My husband George and I live in Tarrytown, NY which is about 25 miles north
of NYC. We had just returned from a week's vacation in Miami Beach, Florida.
A few days before December 18th, I had an awful headache so I went home
from work early. I thought I was getting the flu.
When I got home I really didn't have much of an appetite but I ate a little
and then told George I was going to bed. I think it was around 7:00 p.m.
I called in sick the next day and never got out of bed. When George came
home from work, he was taken aback and thought it would be good for me to
get up. Well, my eyes were crossing (which scared me but I didn't say anything);
I felt like I had a fever but didn't check to see what it was; and then,
the scariest thing to happen to me was not being able to speak. I smoke
cigarettes (no lectures, please) and told George that before I went to bed
again I was going to have "a mustard". He had no idea what I was talking
about and that was when he realized something was really, really wrong.
I forgot to mention, we were in the middle of a snowstorm.
The next day I realized I had to go to the hospital so I waited for George
to come back in after shoveling the car out so we could go to the emergency
room.
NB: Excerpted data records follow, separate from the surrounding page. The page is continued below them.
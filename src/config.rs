use std::collections::HashSet;
use std::env;
use std::env::VarError;

use anyhow::{bail, Context, Result};
use chrono::{DateTime, Utc};
use log::info;

/// Issues created before this date must have an intact historical view;
/// overridable per deployment since the upstream migration rolled out in
/// waves.
const DEFAULT_LEGACY_CUTOVER: &str = "2025-02-11T00:00:00Z";

const DEFAULT_REDACTED_KEYS_FILE: &str = "redacted.txt";

/// Process configuration read once at startup.
pub(crate) struct Config {
    pub(crate) jira_email: String,
    pub(crate) jira_password: String,
    pub(crate) legacy_cutover: DateTime<Utc>,
    redacted_keys: HashSet<String>
}

impl Config {
    pub(crate) async fn from_env() -> Result<Self> {
        let jira_email = env::var("JIRA_EMAIL").context("Unable to read mandatory JIRA_EMAIL environment variable")?;
        let jira_password = env::var("JIRA_PASSWORD").context("Unable to read mandatory JIRA_PASSWORD environment variable")?;

        let legacy_cutover = match env::var("LEGACY_CUTOVER") {
            Ok(value) => DateTime::parse_from_rfc3339(value.as_str())
                .context("Unable to parse LEGACY_CUTOVER environment variable as RFC3339")?
                .with_timezone(&Utc),
            Err(VarError::NotPresent) => DateTime::parse_from_rfc3339(DEFAULT_LEGACY_CUTOVER)?.with_timezone(&Utc),
            Err(VarError::NotUnicode(_)) => bail!("LEGACY_CUTOVER environment variable is not valid unicode")
        };

        let redacted_keys = read_redacted_keys().await;

        Ok(Config {
            jira_email,
            jira_password,
            legacy_cutover,
            redacted_keys
        })
    }

    /// Keys for which legacy identity overlays are suppressed.
    pub(crate) fn is_redacted(&self, key: &str) -> bool {
        self.redacted_keys.contains(key)
    }
}

async fn read_redacted_keys() -> HashSet<String> {
    let path = env::var("REDACTED_KEYS_FILE").unwrap_or_else(|_| DEFAULT_REDACTED_KEYS_FILE.to_owned());

    let keys: HashSet<String> = match tokio::fs::read_to_string(path.as_str()).await {
        Ok(content) => content.lines()
            .map(str::trim)
            .filter(|line| !line.is_empty())
            .map(str::to_owned)
            .collect(),
        Err(_) => HashSet::new()
    };

    info!("Using {} redacted keys", keys.len());

    keys
}
use crate::metrics;
use crate::model::issue::Comment;
use crate::upstream::time::parse_timestamp;
use crate::upstream::{null_default, sanitize_display_name, UpstreamError};

use anyhow::Context;
use chrono::{DateTime, Utc};
use reqwest::Client;
use serde::Deserialize;

const BASE_URL: &str = "https://bugs-legacy.mojang.com";

/// The historical view: identities and vote counts as they were before the
/// tracker migration, plus the legacy comment ids used for stable anchors.
#[derive(Debug, Default)]
pub(crate) struct LegacyIssue {
    pub(crate) creator_key: String,
    pub(crate) creator_name: String,
    pub(crate) creator_avatar: String,
    pub(crate) reporter_key: String,
    pub(crate) reporter_name: String,
    pub(crate) reporter_avatar: String,
    pub(crate) resolved_date: Option<DateTime<Utc>>,
    pub(crate) votes: i32,
    pub(crate) comments: Vec<Comment>
}

/// Stateless client for the read-only legacy tracker API.
pub(crate) struct LegacyClient {
    client: Client
}

impl LegacyClient {
    pub(crate) fn new() -> Self {
        LegacyClient {
            client: Client::new()
        }
    }

    pub(crate) async fn get_issue(&self, key: &str) -> Result<LegacyIssue, UpstreamError> {
        metrics::UPSTREAM_REQUESTS.with_label_values(&["legacy"]).inc();

        let result = self.request_issue(key).await;

        if result.is_err() {
            metrics::UPSTREAM_ERRORS.with_label_values(&["legacy"]).inc();
        }

        result
    }

    async fn request_issue(&self, key: &str) -> Result<LegacyIssue, UpstreamError> {
        let response = self.client.get(format!("{}/rest/api/2/issue/{}", BASE_URL, key))
            .send()
            .await?;

        let body = response.text().await?;

        let parsed = serde_json::from_str::<LegacyResponse>(body.as_str())
            .map_err(|err| anyhow::Error::new(err).context("Failed to parse legacy response"))?;

        if parsed.key.is_empty() {
            return Err(UpstreamError::NotFound);
        }

        let fields = parsed.fields;
        let mut comments = Vec::with_capacity(fields.comment.comments.len());

        for comment in &fields.comment.comments {
            comments.push(Comment {
                comment_id: 0,
                legacy_id: Some(comment.id.clone()),
                date: parse_timestamp(comment.created.as_str()).context("Invalid legacy comment date")?,
                author_name: sanitize_display_name(comment.author.display_name.as_str()),
                author_avatar: comment.author.avatar_urls.size_48.clone(),
                adf_comment: String::new()
            });
        }

        Ok(LegacyIssue {
            creator_key: fields.creator.key,
            creator_name: fields.creator.display_name,
            creator_avatar: fields.creator.avatar_urls.size_48,
            reporter_key: fields.reporter.key,
            reporter_name: fields.reporter.display_name,
            reporter_avatar: fields.reporter.avatar_urls.size_48,
            resolved_date: parse_timestamp(fields.resolution_date.as_str()).context("Invalid legacy resolution date")?,
            votes: fields.votes.votes,
            comments
        })
    }
}

#[derive(Deserialize, Default)]
#[serde(default)]
struct LegacyResponse {
    #[serde(deserialize_with = "null_default")]
    key: String,
    #[serde(deserialize_with = "null_default")]
    fields: RawFields
}

#[derive(Deserialize, Default)]
#[serde(default, rename_all = "camelCase")]
struct RawFields {
    #[serde(deserialize_with = "null_default")]
    creator: RawUser,
    #[serde(deserialize_with = "null_default")]
    reporter: RawUser,
    #[serde(alias = "resolutiondate", deserialize_with = "null_default")]
    resolution_date: String,
    #[serde(deserialize_with = "null_default")]
    votes: RawVotes,
    #[serde(deserialize_with = "null_default")]
    comment: RawCommentList
}

#[derive(Deserialize, Default)]
#[serde(default, rename_all = "camelCase")]
struct RawUser {
    #[serde(deserialize_with = "null_default")]
    key: String,
    #[serde(deserialize_with = "null_default")]
    display_name: String,
    #[serde(deserialize_with = "null_default")]
    avatar_urls: RawAvatars
}

#[derive(Deserialize, Default)]
#[serde(default)]
struct RawAvatars {
    #[serde(rename = "48x48", deserialize_with = "null_default")]
    size_48: String
}

#[derive(Deserialize, Default)]
#[serde(default)]
struct RawVotes {
    #[serde(deserialize_with = "null_default")]
    votes: i32
}

#[derive(Deserialize, Default)]
#[serde(default)]
struct RawCommentList {
    #[serde(deserialize_with = "null_default")]
    comments: Vec<RawComment>
}

#[derive(Deserialize, Default)]
#[serde(default)]
struct RawComment {
    #[serde(deserialize_with = "null_default")]
    id: String,
    #[serde(deserialize_with = "null_default")]
    author: RawUser,
    #[serde(deserialize_with = "null_default")]
    created: String
}

#[cfg(test)]
mod tests {
    use super::*;

    #[test]
    fn legacy_response_is_parsed() {
        let body = r#"{
            "key": "MC-1",
            "fields": {
                "creator": {"key": "creator-1", "displayName": "Carl", "avatarUrls": {"48x48": "https://example.invalid/c.png"}},
                "reporter": {"key": "reporter-1", "displayName": "Rita", "avatarUrls": {"48x48": "https://example.invalid/r.png"}},
                "resolutiondate": "2014-05-01T10:00:00.000+0000",
                "votes": {"votes": 41},
                "comment": {"comments": [
                    {"id": "10", "author": {"displayName": "Ann", "avatarUrls": {"48x48": ""}}, "created": "2014-05-01T10:00:00.000+0000"}
                ]}
            }
        }"#;

        let parsed = serde_json::from_str::<LegacyResponse>(body).unwrap();

        assert_eq!(parsed.key, "MC-1");
        assert_eq!(parsed.fields.creator.key, "creator-1");
        assert_eq!(parsed.fields.votes.votes, 41);
        assert_eq!(parsed.fields.comment.comments[0].id, "10");
    }

    #[test]
    fn missing_key_means_not_found() {
        let parsed = serde_json::from_str::<LegacyResponse>(r#"{"errorMessages": ["Issue Does Not Exist"]}"#).unwrap();
        assert!(parsed.key.is_empty());
    }
}
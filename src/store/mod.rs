use anyhow::{Context, Result};
use sqlx::PgPool;

pub(crate) mod issue;
pub(crate) mod queue;

/// Creates the schema on first start. Every statement is idempotent, so
/// running against an already initialized database is a no-op.
pub(crate) async fn init(db_pool: &PgPool) -> Result<()> {
    const SCHEMA: &str = include_str!("../../schema.sql");

    sqlx::raw_sql(SCHEMA)
        .execute(db_pool)
        .await
        .context("Failed to create initial database schema")?;

    Ok(())
}

/// Refreshes the materialized per-facet count view. Counts are
/// presentation data; they may lag behind the issue table by one refresh
/// interval.
pub(crate) async fn refresh_counts(db_pool: &PgPool) -> Result<()> {
    sqlx::raw_sql("refresh materialized view concurrently issue_counts")
        .execute(db_pool)
        .await
        .context("Failed to refresh issue counts")?;

    Ok(())
}
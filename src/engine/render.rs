//! Render side of the engine
//!
//! A [`Renderer`] is handed to whatever pulls audio: the streaming producer
//! thread or the offline WAV exporter. Each quantum it pulls from the media
//! element, runs the signal graph and advances the context clock. Locks are
//! taken one at a time (media, then graph), never nested.

use super::events::EngineEvent;
use super::session::TransportState;
use super::Inner;
use crate::graph::ContextState;
use std::sync::Arc;

/// Pull-based audio source for the engine's output.
pub struct Renderer {
    inner: Arc<Inner>,
    last_reported: Option<f64>,
    drive_motion: bool,
}

impl Renderer {
    pub(super) fn new(inner: Arc<Inner>) -> Self {
        Self {
            inner,
            last_reported: None,
            drive_motion: false,
        }
    }

    /// Push spatial positions from the render clock every quantum, for hosts
    /// without display frames (CLI playback, offline export).
    pub fn with_motion(mut self) -> Self {
        self.drive_motion = true;
        self
    }

    /// Output sample rate.
    pub fn sample_rate(&self) -> u32 {
        self.inner.config.sample_rate
    }

    /// Output channel count (always interleaved stereo).
    pub fn channels(&self) -> u16 {
        2
    }

    /// Fill `out` (interleaved stereo) with the next frames of output.
    ///
    /// Before the context exists, and while it is suspended, the output is
    /// silence and the clock holds.
    pub fn render(&mut self, out: &mut [f32]) {
        let Some(core) = self.inner.core.get() else {
            out.fill(0.0);
            return;
        };
        let quantum = self.inner.config.render_quantum.max(1) * 2;
        let sample_rate = self.inner.config.sample_rate;
        let update_interval = self.inner.config.time_update_ms as f64 / 1000.0;

        for block in out.chunks_mut(quantum) {
            if core.context.state() == ContextState::Suspended {
                block.fill(0.0);
                continue;
            }
            if self.drive_motion {
                core.motion.tick();
            }
            let block_start = core.context.current_time();

            let (ended, playing, position, duration) = {
                let mut media = core.media.lock();
                let ended = media.read(block, sample_rate);
                (
                    ended,
                    media.is_playing(),
                    media.current_time(),
                    media.duration(),
                )
            };

            core.graph.lock().process(block_start, block);
            core.context.advance((block.len() / 2) as u64);

            if ended {
                core.motion.set_playing(false);
                self.last_reported = None;
                {
                    let mut session = self.inner.session.lock();
                    if matches!(session.state, TransportState::Playing | TransportState::Paused) {
                        session.state = TransportState::Ended;
                    }
                }
                self.inner.events.emit(EngineEvent::TimeUpdate { position, duration });
                self.inner.events.emit(EngineEvent::Ended);
            } else if playing {
                let due = match self.last_reported {
                    None => true,
                    Some(last) => position < last || position - last >= update_interval,
                };
                if due {
                    self.last_reported = Some(position);
                    self.inner
                        .events
                        .emit(EngineEvent::TimeUpdate { position, duration });
                }
            }
        }
    }
}

impl std::fmt::Debug for Renderer {
    fn fmt(&self, f: &mut std::fmt::Formatter<'_>) -> std::fmt::Result {
        f.debug_struct("Renderer")
            .field("sample_rate", &self.inner.config.sample_rate)
            .field("last_reported", &self.last_reported)
            .field("drive_motion", &self.drive_motion)
            .finish()
    }
}
//! Spatial motion engine
//!
//! Spatial modes are parametric paths around the listener. While a track is
//! playing with a mode other than [`SpatialMode::Off`], the [`MotionDriver`]
//! samples the path at context time and schedules the spatializer position.
//! It is ticked from two places:
//!
//! - the host's animation frame hook while foregrounded
//! - a background interval while the host is hidden, since frame callbacks
//!   stop there and the image would otherwise freeze on one side

use crate::dsp::{PositionParams, Vec3};
use crate::graph::{AudioContext, ContextState, Visibility};
use serde::{Deserialize, Serialize};
use std::fmt;
use std::str::FromStr;
use std::sync::atomic::{AtomicBool, AtomicU8, Ordering};
use std::sync::Arc;
use std::time::Duration;
use tokio::task::JoinHandle;
use tracing::debug;

/// Duration of the glide back to center when motion is switched off.
pub const CENTER_RAMP_SECONDS: f64 = 0.1;

/// Spatial motion preset.
#[derive(Debug, Clone, Copy, PartialEq, Eq, Hash, Default, Serialize, Deserialize)]
pub enum SpatialMode {
    /// Spatializer bypassed
    #[default]
    #[serde(rename = "off")]
    Off,
    /// Horizontal circle, radius 3
    #[serde(rename = "8d")]
    EightD,
    /// Wider circle with a slow vertical bob
    #[serde(rename = "16d")]
    SixteenD,
    /// Widest, fastest, axes at slightly different rates
    #[serde(rename = "32d")]
    ThirtyTwoD,
}

impl SpatialMode {
    /// All modes, off first.
    pub const ALL: [SpatialMode; 4] = [
        SpatialMode::Off,
        SpatialMode::EightD,
        SpatialMode::SixteenD,
        SpatialMode::ThirtyTwoD,
    ];

    /// Whether the spatializer is part of the signal path.
    pub fn is_enabled(self) -> bool {
        self != SpatialMode::Off
    }

    /// Nominal orbit radius (distance used for loudness compensation).
    pub fn nominal_radius(self) -> f32 {
        match self {
            SpatialMode::Off => 0.0,
            SpatialMode::EightD => 3.0,
            SpatialMode::SixteenD => 5.0,
            SpatialMode::ThirtyTwoD => 8.0,
        }
    }

    /// Position on the mode's path at context time `t` seconds.
    pub fn position_at(self, t: f64) -> Vec3 {
        match self {
            SpatialMode::Off => Vec3::ORIGIN,
            SpatialMode::EightD => {
                let a = t * 0.8;
                Vec3::new((a.sin() * 3.0) as f32, 0.0, (a.cos() * 3.0) as f32)
            }
            SpatialMode::SixteenD => {
                let a = t * 1.2;
                Vec3::new(
                    (a.sin() * 5.0) as f32,
                    ((t * 0.5).sin() * 2.0) as f32,
                    (a.cos() * 5.0) as f32,
                )
            }
            SpatialMode::ThirtyTwoD => {
                let a = t * 2.0;
                Vec3::new(
                    (a.sin() * 8.0) as f32,
                    ((t * 1.5).cos() * 4.0) as f32,
                    ((a * 1.1).cos() * 8.0) as f32,
                )
            }
        }
    }

    fn to_u8(self) -> u8 {
        match self {
            SpatialMode::Off => 0,
            SpatialMode::EightD => 1,
            SpatialMode::SixteenD => 2,
            SpatialMode::ThirtyTwoD => 3,
        }
    }

    fn from_u8(v: u8) -> Self {
        match v {
            1 => SpatialMode::EightD,
            2 => SpatialMode::SixteenD,
            3 => SpatialMode::ThirtyTwoD,
            _ => SpatialMode::Off,
        }
    }
}

impl fmt::Display for SpatialMode {
    fn fmt(&self, f: &mut fmt::Formatter<'_>) -> fmt::Result {
        let s = match self {
            SpatialMode::Off => "off",
            SpatialMode::EightD => "8d",
            SpatialMode::SixteenD => "16d",
            SpatialMode::ThirtyTwoD => "32d",
        };
        f.write_str(s)
    }
}

impl FromStr for SpatialMode {
    type Err = String;

    fn from_str(s: &str) -> Result<Self, Self::Err> {
        match s.trim().to_ascii_lowercase().as_str() {
            "off" | "none" => Ok(SpatialMode::Off),
            "8d" => Ok(SpatialMode::EightD),
            "16d" => Ok(SpatialMode::SixteenD),
            "32d" => Ok(SpatialMode::ThirtyTwoD),
            other => Err(format!("unknown spatial mode '{other}' (expected off, 8d, 16d or 32d)")),
        }
    }
}

/// Mode and activity flags shared between the engine and the driver.
#[derive(Debug, Default)]
struct MotionState {
    mode: AtomicU8,
    playing: AtomicBool,
}

/// Pushes path positions into the spatializer.
#[derive(Debug, Clone)]
pub struct MotionDriver {
    context: AudioContext,
    position: PositionParams,
    state: Arc<MotionState>,
}

impl MotionDriver {
    /// Driver for the given context and spatializer position.
    pub fn new(context: AudioContext, position: PositionParams) -> Self {
        Self {
            context,
            position,
            state: Arc::new(MotionState::default()),
        }
    }

    /// Current mode.
    pub fn mode(&self) -> SpatialMode {
        SpatialMode::from_u8(self.state.mode.load(Ordering::Acquire))
    }

    /// Switch modes. Switching to off glides the source back to the center.
    pub fn set_mode(&self, mode: SpatialMode) {
        self.state.mode.store(mode.to_u8(), Ordering::Release);
        if mode == SpatialMode::Off {
            let now = self.context.current_time();
            self.position
                .ramp_to(Vec3::ORIGIN, now, now + CENTER_RAMP_SECONDS);
        }
    }

    /// Tell the driver whether media is actively playing.
    pub fn set_playing(&self, playing: bool) {
        self.state.playing.store(playing, Ordering::Release);
    }

    /// Whether media is flagged as playing.
    pub fn is_playing(&self) -> bool {
        self.state.playing.load(Ordering::Acquire)
    }

    /// Schedule the current path position. Returns `false` when idle or when
    /// the context is suspended (its clock is frozen).
    pub fn tick(&self) -> bool {
        let mode = self.mode();
        if !mode.is_enabled() || !self.is_playing() {
            return false;
        }
        if self.context.state() == ContextState::Suspended {
            return false;
        }
        let t = self.context.current_time();
        self.position.set_at_time(mode.position_at(t), t);
        true
    }

    /// Start the background ticker on the current tokio runtime.
    ///
    /// The ticker only acts while the host reports [`Visibility::Hidden`].
    /// Returns `None` outside a runtime.
    pub fn spawn_background(&self, period: Duration) -> Option<JoinHandle<()>> {
        let handle = tokio::runtime::Handle::try_current().ok()?;
        let driver = self.clone();
        debug!(period_ms = period.as_millis() as u64, "starting background motion ticker");
        Some(handle.spawn(async move {
            let mut interval = tokio::time::interval(period);
            interval.set_missed_tick_behavior(tokio::time::MissedTickBehavior::Delay);
            loop {
                interval.tick().await;
                if driver.context.visibility() == Visibility::Hidden {
                    driver.tick();
                }
            }
        }))
    }
}
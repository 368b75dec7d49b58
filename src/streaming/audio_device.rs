//! System audio output through rodio

use super::FrameRing;
use crate::{HarmonixError, Result};
use rodio::{OutputStream, Sink, Source};
use std::sync::atomic::{AtomicBool, Ordering};
use std::sync::Arc;
use std::time::Duration;

/// Frames pulled from the ring per refill.
const REFILL_FRAMES: usize = 1024;

/// rodio source replaying whatever the render loop queued.
struct RingSource {
    ring: Arc<FrameRing>,
    sample_rate: u32,
    finished: Arc<AtomicBool>,
    block: Vec<f32>,
    cursor: usize,
    filled: usize,
}

impl RingSource {
    fn new(ring: Arc<FrameRing>, sample_rate: u32, finished: Arc<AtomicBool>) -> Self {
        let block = vec![0.0; REFILL_FRAMES * ring.channels()];
        Self {
            ring,
            sample_rate,
            finished,
            block,
            cursor: 0,
            filled: 0,
        }
    }

    fn refill(&mut self) {
        let channels = self.ring.channels();
        let frames = self.ring.pop(&mut self.block);
        self.filled = if frames == 0 {
            // Keep the device fed; one silent frame, then poll again.
            self.block[..channels].fill(0.0);
            channels
        } else {
            frames * channels
        };
        self.cursor = 0;
    }
}

impl Source for RingSource {
    fn current_frame_len(&self) -> Option<usize> {
        Some(self.filled.saturating_sub(self.cursor).max(1))
    }

    fn channels(&self) -> u16 {
        self.ring.channels() as u16
    }

    fn sample_rate(&self) -> u32 {
        self.sample_rate
    }

    fn total_duration(&self) -> Option<Duration> {
        None
    }
}

impl Iterator for RingSource {
    type Item = f32;

    fn next(&mut self) -> Option<f32> {
        if self.finished.load(Ordering::Relaxed) {
            return None;
        }
        if self.cursor >= self.filled {
            self.refill();
        }
        let sample = self.block[self.cursor];
        self.cursor += 1;
        Some(sample)
    }
}

/// Default output device fed from a [`FrameRing`].
pub struct AudioDevice {
    _stream: OutputStream,
    sink: Sink,
    finished: Arc<AtomicBool>,
}

impl AudioDevice {
    /// Open the default output device and start draining `ring` at
    /// `sample_rate`.
    pub fn open(sample_rate: u32, ring: Arc<FrameRing>) -> Result<Self> {
        let (stream, handle) = OutputStream::try_default()
            .map_err(|e| HarmonixError::AudioDeviceError(format!("no output stream: {e}")))?;
        let sink = Sink::try_new(&handle)
            .map_err(|e| HarmonixError::AudioDeviceError(format!("no sink: {e}")))?;

        let finished = Arc::new(AtomicBool::new(false));
        sink.append(RingSource::new(ring, sample_rate, Arc::clone(&finished)));
        Ok(Self {
            _stream: stream,
            sink,
            finished,
        })
    }

    /// Hold the device; queued frames stay in the ring.
    pub fn pause(&self) {
        self.sink.pause();
    }

    /// Resume draining.
    pub fn resume(&self) {
        self.sink.play();
    }

    /// Whether the device is draining.
    pub fn is_running(&self) -> bool {
        !self.sink.is_paused() && !self.finished.load(Ordering::Relaxed)
    }

    /// End the source instead of playing silence forever.
    pub fn finish(&self) {
        self.finished.store(true, Ordering::Relaxed);
    }
}

impl Drop for AudioDevice {
    fn drop(&mut self) {
        self.finish();
        self.sink.stop();
    }
}

#[cfg(test)]
mod tests {
    use super::*;

    fn source() -> (RingSource, Arc<FrameRing>, Arc<AtomicBool>) {
        let ring = Arc::new(FrameRing::new(4096, 2).unwrap());
        let finished = Arc::new(AtomicBool::new(false));
        let src = RingSource::new(ring.clone(), 44100, finished.clone());
        (src, ring, finished)
    }

    #[test]
    fn test_source_reports_format() {
        let (src, _, _) = source();
        assert_eq!(src.sample_rate(), 44100);
        assert_eq!(src.channels(), 2);
        assert!(src.total_duration().is_none());
    }

    #[test]
    fn test_silent_frame_on_underrun() {
        let (mut src, ring, _) = source();
        assert_eq!(src.next(), Some(0.0));
        assert_eq!(src.next(), Some(0.0));
        assert_eq!(ring.underruns(), 1, "one refill covers a whole frame");
    }

    #[test]
    fn test_drains_ring_in_order() {
        let (mut src, ring, _) = source();
        ring.push(&[0.1, 0.2, 0.3, 0.4]);
        let got: Vec<f32> = (0..4).filter_map(|_| src.next()).collect();
        assert_eq!(got, vec![0.1, 0.2, 0.3, 0.4]);
    }

    #[test]
    fn test_finished_ends_stream() {
        let (mut src, _, finished) = source();
        assert!(src.next().is_some());
        finished.store(true, Ordering::Relaxed);
        assert_eq!(src.next(), None);
    }

    #[test]
    fn test_device_when_backend_available() {
        let ring = Arc::new(FrameRing::new(4096, 2).unwrap());
        match AudioDevice::open(44100, ring) {
            Ok(device) => {
                device.pause();
                assert!(!device.is_running());
                device.resume();
                device.finish();
                assert!(!device.is_running());
            }
            Err(err) => eprintln!("Skipping audio device test (backend unavailable): {err}"),
        }
    }
}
The nurses, then the doctors took my temperature, had me walk back
and forth, do circles, etc. At first they thought I had a stroke because
of the way I was speaking but I didn't have any limp or weakness and my
fever was up to 105. They didn't know what to do so they contacted my doctor.
She had no idea what was wrong with me, but whatever it was, it was serious
enough so she then gave approval for a neurologist to check me out.
Dr. Rothman has to be the best doctor I have ever known! One of his partners
(another neurologist) had died from encephalitis a few years prior to Dr.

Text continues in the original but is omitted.